33| KARAR

4.4K 181 242
                                    

bugün çok fazla almancaya maruz kaldığım için medyaya da bugünü hatırlatsın diye almanca bi müzik bıraktım belki dinlersiniz :)

"Bence akıllandı?"

"Hiç sanmıyorum, Nick bu."

"Ama niye o zaman instagramında Nina'yı paylaşsın? Nina ile hâlâ birlikte olduklarını insanlara göstermeye çalışıyor işte."

"Konu Nina olunca demek ki..."

Herkes kendi fikrini ortaya koyarken ben sırasıyla onları izlemekle meşguldüm. Claire ve Jane ile birlikte evimin salonunda oturmuş son durumu konuşuyorduk. Kızlar Nick'in davranışlarını kendilerince yorumluyorlar, ardından da bir sonuca varmaya çalışıyorlardı.

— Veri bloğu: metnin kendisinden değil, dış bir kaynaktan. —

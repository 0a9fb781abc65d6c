use super::{info, required_arg, usage_status};
use crate::commands::registry::CommandInvocation;
use crate::commands::CommandResult;
use crate::core::message::AppMessageKind;
use crate::core::session::ChatSession;
use crate::utils::url::is_http_url;

const USAGE_MCP: &str = "Usage: /mcp [on|off|add <url>|remove <url>|list]";
const USAGE_MCP_ADD: &str = "Usage: /mcp add <url>";
const USAGE_MCP_REMOVE: &str = "Usage: /mcp remove <url>";

fn describe(session: &ChatSession) -> String {
    let state = if session.use_tool_servers() {
        "on"
    } else {
        "off"
    };
    if session.tool_servers().is_empty() {
        return format!("Tool servers: {state} (none configured)");
    }
    let mut text = format!("Tool servers: {state}");
    for server in session.tool_servers() {
        text.push_str(&format!("\n  {}", server.url));
    }
    text
}

pub(crate) fn handle_mcp(
    session: &mut ChatSession,
    invocation: CommandInvocation<'_>,
) -> CommandResult {
    match invocation.arg(0).map(str::to_ascii_lowercase).as_deref() {
        None | Some("list") => {
            let text = describe(session);
            info(session, text)
        }
        Some("on") => {
            session.set_use_tool_servers(true);
            if session.tool_servers().is_empty() {
                session.add_app_message(
                    AppMessageKind::Warning,
                    "No tool servers configured yet; add one with /mcp add <url>.",
                );
            }
            info(session, "Tool servers enabled.")
        }
        Some("off") => {
            session.set_use_tool_servers(false);
            info(session, "Tool servers disabled.")
        }
        Some("add") => {
            let Some(url) = required_arg(session, &invocation, 1, USAGE_MCP_ADD) else {
                return CommandResult::Continue;
            };
            if !is_http_url(url) {
                session.add_app_message(
                    AppMessageKind::Warning,
                    format!("Not an http(s) URL: {url}"),
                );
                return CommandResult::Continue;
            }
            if session.add_tool_server(url) {
                info(session, format!("Added tool server {url}"))
            } else {
                info(session, format!("{url} is already configured."))
            }
        }
        Some("remove") => {
            let Some(url) = required_arg(session, &invocation, 1, USAGE_MCP_REMOVE) else {
                return CommandResult::Continue;
            };
            if session.remove_tool_server(url) {
                info(session, format!("Removed tool server {url}"))
            } else {
                info(session, format!("{url} is not configured."))
            }
        }
        Some(_) => usage_status(session, USAGE_MCP),
    }
}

"Şunu denedin mi? Piç işini iyi biliyor!"

Biz kendi aramızda sohbete dalmışken bakışlarım anında ortamdaki fazlalıkları buldu. Yani Bash ve Kol'u...

Bir köşeye oturmuşlar, Nick'in günler önce bana gönderdiği çikolataları sömürüyorlardı. Kol çikolataları tek tek deneyip beğendiklerini Bash'e uzatıyordu. Bash de onun önerdiklerini alıp deniyordu. Sanki onların yanında en yakın arkadaşının dedikodusunu yapmamız gram umurlarında değilmiş gibiydi.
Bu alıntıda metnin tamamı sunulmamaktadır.